"Can You Help Me, Daddy?" | Teen Ink

"Can You Help Me, Daddy?" MAG

By Anonymous

   It is hard to learn that the ideas you read about in books about childhood tragedy and psychology are really true. Events that occurred before your long-term memory was in place can still have a profound effect on your life. When you read about it in the chapter of a text, it is cool; when you hear about it in an expos", it is incredible; but when you live it in your own life, it is painful, consuming and exhausting.

When I was two and a half, my father was in a fatal car accident. He lived for three days afterwards; he was unconscious and on a respirator.

I have grown up without any memories of the man who, I'm sure, had a major impact on my life. My sister, four at the time, has a handful of recollections. She and I have never really talked about my father. I have not discussed my father, ever, with anyone who was close to him or knew him even remotely, for that matter. There are pictures around the house, and that is basically how I know him...visually...until today.

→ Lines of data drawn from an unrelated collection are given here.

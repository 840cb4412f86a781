//! Board configuration
//!
//! Everything about the deployment that is not the pin map: where the
//! multiplexer lives, which buses and addresses may be populated, and the
//! I2C timing. Loaded from the `[board]` table of a TOML file:
//!
//! ```toml
//! [board]
//! mux_address = "0x70"
//! buses = [0, 1, 2]
//! addresses = [0x60, 0x61, 0x62, 0x63, 0x64, 0x65, 0x66, 0x67]
//! frequency_hz = 100000
//! read_timeout_ms = 100
//! poll_interval_us = 100
//! select_policy = "always"
//! verify_select = false
//! ```
//!
//! Every field is optional and defaults to the ACB values shown above.

use std::fs;
use std::path::Path;
use std::time::Duration;

use serde::{Deserialize, Serialize};
use thiserror::Error;

use crate::i2c::EngineSettings;
use crate::mux::{SelectPolicy, Tca9548a, TCA9548A_DEFAULT_ADDRESS};
use crate::types::{deserialize_hex_u8, DeviceAddress, LogicalBusId};

/// Lowest accepted SCL frequency
pub const MIN_FREQUENCY_HZ: u32 = 10_000;

/// Highest accepted SCL frequency (Fast-mode Plus)
pub const MAX_FREQUENCY_HZ: u32 = 1_000_000;

/// Board configuration errors
#[derive(Debug, Error)]
pub enum ConfigError {
    /// Multiplexer address outside 0x70-0x77
    #[error("invalid multiplexer address 0x{0:02X}: must be 0x70-0x77")]
    InvalidMuxAddress(u8),

    /// Bus list has an out-of-range port
    #[error("invalid bus {0}: multiplexer has ports 0-7")]
    InvalidBus(u8),

    /// Address list has an address outside 0x60-0x67
    #[error("invalid DAC address 0x{0:02X}: must be 0x60-0x67")]
    InvalidAddress(u8),

    /// No bus or no address to probe
    #[error("board declares no {0} to probe")]
    Empty(&'static str),

    /// SCL frequency outside the supported range
    #[error("SCL frequency {0} Hz out of range 10000..=1000000")]
    InvalidFrequency(u32),

    /// Read timeout of zero
    #[error("read timeout must be non-zero")]
    ZeroTimeout,

    /// The file is not valid TOML or has unknown keys
    #[error("failed to parse board config: {0}")]
    Parse(String),

    /// The file could not be read
    #[error("failed to read board config: {0}")]
    Io(#[from] std::io::Error),
}

type ConfigResult<T> = core::result::Result<T, ConfigError>;

/// Deployment description for one ACB
#[derive(Debug, Clone, PartialEq, Serialize, Deserialize)]
#[serde(default, deny_unknown_fields)]
pub struct BoardConfig {
    /// TCA9548A address
    #[serde(deserialize_with = "deserialize_hex_u8")]
    pub mux_address: u8,
    /// Multiplexer ports with DACs behind them
    pub buses: Vec<LogicalBusId>,
    /// DAC addresses that may be populated on each bus
    pub addresses: Vec<DeviceAddress>,
    /// SCL frequency
    pub frequency_hz: u32,
    /// Deadline for one read from the bridge
    pub read_timeout_ms: u64,
    /// Sleep between empty polls of the bridge
    pub poll_interval_us: u64,
    /// Multiplexer re-selection policy
    pub select_policy: SelectPolicy,
    /// Read the multiplexer control register back after each select
    pub verify_select: bool,
}

impl Default for BoardConfig {
    fn default() -> Self {
        // Three populated I2C networks, eight DACs each
        let buses = (0..3).filter_map(|port| LogicalBusId::new(port).ok()).collect();
        let settings = EngineSettings::default();
        Self {
            mux_address: TCA9548A_DEFAULT_ADDRESS,
            buses,
            addresses: DeviceAddress::all().collect(),
            frequency_hz: settings.frequency_hz,
            read_timeout_ms: settings.read_timeout.as_millis() as u64,
            poll_interval_us: settings.poll_interval.as_micros() as u64,
            select_policy: SelectPolicy::Always,
            verify_select: false,
        }
    }
}

#[derive(Debug, Default, Deserialize)]
struct TomlConfigFile {
    #[serde(default)]
    board: BoardConfig,
}

impl BoardConfig {
    /// Load the `[board]` table from a TOML file
    ///
    /// A file without a `[board]` table yields the defaults.
    pub fn from_toml_file(path: impl AsRef<Path>) -> ConfigResult<Self> {
        let content = fs::read_to_string(path)?;
        Self::from_toml_str(&content)
    }

    /// Parse the `[board]` table from a TOML string
    pub fn from_toml_str(content: &str) -> ConfigResult<Self> {
        let file: TomlConfigFile =
            toml::from_str(content).map_err(|e| ConfigError::Parse(e.to_string()))?;
        file.board.validate()?;
        Ok(file.board)
    }

    /// Check the values that serde cannot
    pub fn validate(&self) -> ConfigResult<()> {
        if !(0x70..=0x77).contains(&self.mux_address) {
            return Err(ConfigError::InvalidMuxAddress(self.mux_address));
        }
        if self.buses.is_empty() {
            return Err(ConfigError::Empty("buses"));
        }
        if self.addresses.is_empty() {
            return Err(ConfigError::Empty("addresses"));
        }
        if !(MIN_FREQUENCY_HZ..=MAX_FREQUENCY_HZ).contains(&self.frequency_hz) {
            return Err(ConfigError::InvalidFrequency(self.frequency_hz));
        }
        if self.read_timeout_ms == 0 {
            return Err(ConfigError::ZeroTimeout);
        }
        Ok(())
    }

    /// Set the multiplexer address
    pub fn with_mux_address(mut self, address: u8) -> ConfigResult<Self> {
        if !(0x70..=0x77).contains(&address) {
            return Err(ConfigError::InvalidMuxAddress(address));
        }
        self.mux_address = address;
        Ok(self)
    }

    /// Set the populated multiplexer ports
    pub fn with_buses(mut self, ports: impl IntoIterator<Item = u8>) -> ConfigResult<Self> {
        let buses = ports
            .into_iter()
            .map(|p| LogicalBusId::new(p).map_err(|_| ConfigError::InvalidBus(p)))
            .collect::<ConfigResult<Vec<_>>>()?;
        if buses.is_empty() {
            return Err(ConfigError::Empty("buses"));
        }
        self.buses = buses;
        Ok(self)
    }

    /// Set the DAC addresses probed on each bus
    pub fn with_addresses(mut self, addresses: impl IntoIterator<Item = u8>) -> ConfigResult<Self> {
        let addresses = addresses
            .into_iter()
            .map(|a| DeviceAddress::new(a).map_err(|_| ConfigError::InvalidAddress(a)))
            .collect::<ConfigResult<Vec<_>>>()?;
        if addresses.is_empty() {
            return Err(ConfigError::Empty("addresses"));
        }
        self.addresses = addresses;
        Ok(self)
    }

    /// Set the SCL frequency
    pub fn with_frequency(mut self, frequency_hz: u32) -> ConfigResult<Self> {
        if !(MIN_FREQUENCY_HZ..=MAX_FREQUENCY_HZ).contains(&frequency_hz) {
            return Err(ConfigError::InvalidFrequency(frequency_hz));
        }
        self.frequency_hz = frequency_hz;
        Ok(self)
    }

    /// Set the read deadline
    pub fn with_read_timeout(mut self, timeout: Duration) -> ConfigResult<Self> {
        let ms = timeout.as_millis() as u64;
        if ms == 0 {
            return Err(ConfigError::ZeroTimeout);
        }
        self.read_timeout_ms = ms;
        Ok(self)
    }

    /// Set the multiplexer re-selection policy
    pub fn with_select_policy(mut self, policy: SelectPolicy) -> Self {
        self.select_policy = policy;
        self
    }

    /// Enable or disable multiplexer read-back
    pub fn with_verify_select(mut self, verify: bool) -> Self {
        self.verify_select = verify;
        self
    }

    /// Engine timing derived from this configuration
    pub fn engine_settings(&self) -> EngineSettings {
        EngineSettings {
            frequency_hz: self.frequency_hz,
            read_timeout: Duration::from_millis(self.read_timeout_ms),
            poll_interval: Duration::from_micros(self.poll_interval_us),
        }
    }

    /// Multiplexer handle for this configuration
    pub fn mux(&self) -> Tca9548a {
        Tca9548a::new(self.mux_address)
            .with_policy(self.select_policy)
            .with_verify(self.verify_select)
    }

    /// Every (bus, address) slot the board may have populated
    pub fn slots(&self) -> impl Iterator<Item = (LogicalBusId, DeviceAddress)> + '_ {
        self.buses
            .iter()
            .flat_map(move |&bus| self.addresses.iter().map(move |&addr| (bus, addr)))
    }
}

#[cfg(test)]
mod tests {
    use super::*;

    #[test]
    fn test_defaults() {
        let config = BoardConfig::default();
        assert!(config.validate().is_ok());
        assert_eq!(config.slots().count(), 24);
        assert_eq!(config.mux().address(), 0x70);
        assert_eq!(
            config.engine_settings().read_timeout,
            Duration::from_millis(100)
        );
    }

    #[test]
    fn test_parse_board_table() {
        let toml = r#"
[board]
mux_address = "0x71"
buses = [0, 2]
addresses = [0x60, 0x61]
frequency_hz = 400000
select_policy = "cached"

[[channel]]
name = "IGNORED_HERE"
bus = 0
address = "0x60"
output = "A"
"#;
        let config = BoardConfig::from_toml_str(toml).unwrap();
        assert_eq!(config.mux_address, 0x71);
        assert_eq!(config.buses.len(), 2);
        assert_eq!(config.slots().count(), 4);
        assert_eq!(config.frequency_hz, 400_000);
        assert_eq!(config.select_policy, SelectPolicy::Cached);
        // Untouched fields keep their defaults
        assert_eq!(config.read_timeout_ms, 100);
    }

    #[test]
    fn test_missing_board_table_is_default() {
        let config = BoardConfig::from_toml_str("").unwrap();
        assert_eq!(config, BoardConfig::default());
    }

    #[test]
    fn test_rejects_bad_values() {
        assert!(matches!(
            BoardConfig::from_toml_str("[board]\nbuses = [8]\n"),
            Err(ConfigError::Parse(_))
        ));
        assert!(matches!(
            BoardConfig::from_toml_str("[board]\nmux_address = 0x20\n"),
            Err(ConfigError::InvalidMuxAddress(0x20))
        ));
        assert!(matches!(
            BoardConfig::from_toml_str("[board]\nspeed = 1\n"),
            Err(ConfigError::Parse(_))
        ));
        assert!(matches!(
            BoardConfig::from_toml_str("[board]\nbuses = []\n"),
            Err(ConfigError::Empty("buses"))
        ));
    }

    #[test]
    fn test_builder() {
        let config = BoardConfig::default()
            .with_buses([1])
            .unwrap()
            .with_frequency(400_000)
            .unwrap()
            .with_verify_select(true);
        assert_eq!(config.slots().count(), 8);
        assert!(config.verify_select);

        assert!(matches!(
            BoardConfig::default().with_buses([9]),
            Err(ConfigError::InvalidBus(9))
        ));
        assert!(BoardConfig::default().with_addresses([0x01]).is_err());
        assert!(BoardConfig::default().with_frequency(5_000_000).is_err());
        assert!(BoardConfig::default()
            .with_read_timeout(Duration::ZERO)
            .is_err());
    }
}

For a long time, I have been aware that there is a brown leather briefcase in my house. I know that it holds all the literature: letters, poems, memorial service programs from the time of my father's death. In the past I have rummaged briefly through the papers, but I never felt a need to read any of them. In the past several months, I have come to realize that my father's death has a great bearing on why I do certain things and how I relate in the world. So, today I happened upon the briefcase and opened it with the intention of educating myself about this man who was my father.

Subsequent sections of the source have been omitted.